Proper channels
Jason Brando is the conduit for composing, producing and winning work

When you’re a kid dreaming of rock stardom, your music tends to be channeled towards a few specific goals: the need to be different or the need to get girls. For Apollo Studios’ composer Jason Brando O’Farrell Ciciola, he channeled his bent for music toward the former. At age 13, he was playing bass and writing songs for his first band, a ska-punk outfit. In the suburbs of Montreal, that was enough to qualify one as an outsider.
But the ska-punk phase would soon fade when Brando realized that serious musicians require a degree of technical proficiency – at least more than the few power chords needed to play punk. Inspired by the classical melodies of this Italian background, he picked up the classical guitar and began studying flamenco.
Still, the DIY ethic of the 26-year-old’s ska-punk days seems to have remained. Having no formal degree, Brando is largely self-taught. It’s a method of learning that served him well in his trial-by-fire entry into composing music for the ad world.
“I just showed up at Apollo Studios with my demo,” says Brando, who up until signing with Apollo in 2008 was working as a sales rep. “I’d never worked with a computer before but [owner] Paul Macot and I clicked instantly. He tested me out to become a producer and slowly but surely that’s what I started doing.”
Brando has been instrumental in helping the Montreal-headquartered Apollo make recent gains into the European market. He won the pitch for a major Duracell Ultra Lithium campaign from Ogilvy, Paris that saw Apollo go up against Europe’s most recognizable music houses.

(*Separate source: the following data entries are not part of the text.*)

//! Channel-kind state and the refill/cleanup contract.
//!
//! Every slot in use carries exactly one [`ChannelState`]. The variant is
//! chosen when the slot is allocated and stays fixed until release. The pool
//! drives all variants through the same [`Backing`] signature; operations
//! that only make sense for one kind are reached by matching on the variant.

use std::fmt;

use crate::error::Result;
use crate::shared::SharedState;
use crate::slot::SlotBuf;

pub mod dir;
pub mod file;
pub mod status;

pub use dir::{DirChannel, DirSource};
pub use file::{FileChannel, FileHandle, FileMode};
pub use status::{StatusChannel, StatusCode};

/// Outcome of a successful refill.
#[derive(Clone, Copy, Debug, Eq, PartialEq)]
pub enum Refill {
    /// This many bytes were placed at the start of the slot.
    Ready(usize),
    /// The source has no more data. Not an error.
    EndOfData,
}

/// Why cleanup is being invoked.
#[derive(Clone, Copy, Debug, Eq, PartialEq)]
pub enum CleanupStage {
    /// The slot filled up; persist it and keep the channel open.
    Continue,
    /// The channel is closing; persist the remainder and finalize.
    Final,
}

/// Storage adapter bound to a slot.
pub trait Backing {
    /// Repopulate the slot from index 0.
    ///
    /// Set the end marker on `buf` when the produced region is the last one.
    fn refill(&mut self, buf: &mut SlotBuf<'_>, shared: &mut SharedState) -> Result<Refill>;

    /// Persist `buf.pending()` and, on [`CleanupStage::Final`], release or
    /// finalize the backing resource.
    fn cleanup(
        &mut self,
        buf: &mut SlotBuf<'_>,
        shared: &mut SharedState,
        stage: CleanupStage,
    ) -> Result<()>;
}

/// Discriminant of [`ChannelState`].
#[derive(Clone, Copy, Debug, Eq, PartialEq, Hash)]
pub enum ChannelKind {
    /// Directory listing.
    Directory,
    /// File access.
    File,
    /// Status (error) channel.
    Status,
}

impl fmt::Display for ChannelKind {
    fn fmt(&self, f: &mut fmt::Formatter<'_>) -> fmt::Result {
        match self {
            ChannelKind::Directory => write!(f, "directory"),
            ChannelKind::File => write!(f, "file"),
            ChannelKind::Status => write!(f, "status"),
        }
    }
}

/// Per-slot state, one variant per channel kind.
#[derive(Debug)]
pub enum ChannelState {
    /// Directory enumeration.
    Directory(DirChannel),
    /// File access.
    File(FileChannel),
    /// Synthetic status messages.
    Status(StatusChannel),
}

impl ChannelState {
    /// Kind of this state.
    pub fn kind(&self) -> ChannelKind {
        match self {
            ChannelState::Directory(_) => ChannelKind::Directory,
            ChannelState::File(_) => ChannelKind::File,
            ChannelState::Status(_) => ChannelKind::Status,
        }
    }

    /// Whether a slot with this state is open for reading.
    pub fn readable(&self) -> bool {
        match self {
            ChannelState::Directory(_) | ChannelState::Status(_) => true,
            ChannelState::File(f) => f.mode() == FileMode::Read,
        }
    }

    /// Whether a slot with this state is open for writing.
    pub fn writable(&self) -> bool {
        match self {
            ChannelState::Directory(_) | ChannelState::Status(_) => false,
            ChannelState::File(f) => f.mode() != FileMode::Read,
        }
    }

    /// File state, if this is a file channel.
    pub fn as_file_mut(&mut self) -> Option<&mut FileChannel> {
        match self {
            ChannelState::File(f) => Some(f),
            _ => None,
        }
    }

    /// Directory state, if this is a directory channel.
    pub fn as_directory(&self) -> Option<&DirChannel> {
        match self {
            ChannelState::Directory(d) => Some(d),
            _ => None,
        }
    }

    /// Status state, if this is the status channel.
    pub fn as_status(&self) -> Option<&StatusChannel> {
        match self {
            ChannelState::Status(s) => Some(s),
            _ => None,
        }
    }
}

impl From<DirChannel> for ChannelState {
    fn from(dir: DirChannel) -> Self {
        ChannelState::Directory(dir)
    }
}

impl From<FileChannel> for ChannelState {
    fn from(file: FileChannel) -> Self {
        ChannelState::File(file)
    }
}

impl From<StatusChannel> for ChannelState {
    fn from(status: StatusChannel) -> Self {
        ChannelState::Status(status)
    }
}

impl Backing for ChannelState {
    fn refill(&mut self, buf: &mut SlotBuf<'_>, shared: &mut SharedState) -> Result<Refill> {
        match self {
            ChannelState::Directory(d) => d.refill(buf, shared),
            ChannelState::File(f) => f.refill(buf, shared),
            ChannelState::Status(s) => s.refill(buf, shared),
        }
    }

    fn cleanup(
        &mut self,
        buf: &mut SlotBuf<'_>,
        shared: &mut SharedState,
        stage: CleanupStage,
    ) -> Result<()> {
        match self {
            ChannelState::Directory(d) => d.cleanup(buf, shared, stage),
            ChannelState::File(f) => f.cleanup(buf, shared, stage),
            ChannelState::Status(s) => s.cleanup(buf, shared, stage),
        }
    }
}

#[cfg(test)]
mod tests {
    use super::*;
    use crate::dirent::{DirEntry, EntryFilter};
    use std::io::{self, Cursor};

    #[test]
    fn test_modes() {
        let reader = FileChannel::reader(Cursor::new(vec![1, 2, 3])).unwrap();
        let state = ChannelState::from(reader);
        assert_eq!(state.kind(), ChannelKind::File);
        assert!(state.readable());
        assert!(!state.writable());

        let writer = FileChannel::writer(Cursor::new(Vec::<u8>::new()));
        let state = ChannelState::from(writer);
        assert!(!state.readable());
        assert!(state.writable());

        let entries: Vec<io::Result<DirEntry>> = Vec::new();
        let dir = DirChannel::new(entries.into_iter(), EntryFilter::all());
        let state = ChannelState::from(dir);
        assert_eq!(state.kind(), ChannelKind::Directory);
        assert!(state.readable());
        assert!(state.as_directory().is_some());
    }

    #[test]
    fn test_variant_access() {
        let mut state = ChannelState::Status(StatusChannel::new("V1"));
        assert!(state.as_file_mut().is_none());
        assert!(state.as_directory().is_none());
        assert_eq!(state.as_status().unwrap().code(), StatusCode::DosVersion);
        assert_eq!(ChannelKind::Status.to_string(), "status");
    }
}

“Ogilvy was testing us,” explains Brando. “I just felt that I had to do something extremely catchy, extremely poppy and very spontaneous. To be honest, the melody was written in maybe eight minutes and in a span of 30 minutes the song was written. The hardest part was finding the appropriate singer to deliver it.”
Vocal producing is Brando’s forte – despite the fact that he isn’t the strongest singer. For the bubbly, pop-rock anthem he pitched for Duracell, he sang the melody and put it in Auto-Tune to correct his pitch. Using that as the template for what he envisioned, he sent the track to a local singer who sang it from her studio and sent the track back for the team to mix. It was that recording that won Apollo the work.
Next time, Ogilvy would contact Brando directly to compose a track for Perrier “Melting”, directed by Irène’s Frédéric Planchon. In it, a heat wave literally causes a downtown core to melt like an ice cream cone, accompanied by a rhythm-and-blues track that incorporates a sonic effect that sounds as if it too is melting on a record player.
“I wrote the song and took the session to [Montreal-based sound design company] Sonart,” says Brando. “Together with the sound designer we tried to find the spots where the melting effect would work without compromising the song. We tried vocal transformers with automation but in the end the best tool – using Pro Tools to slow down the pitch – was the most simple one.”
Currently Brando is preparing to launch his own record label, Corico. His first artist will be none other than colleague and First Boards Awards finalist Michael Mooney.
“This is where I always wanted to go,” he says. “Obviously, I like to write songs but I like to make it happen even more. Since I have a writing background, I can always be there to guide projects creatively, but I like to see others do the writing and I like to be the one to channel it.”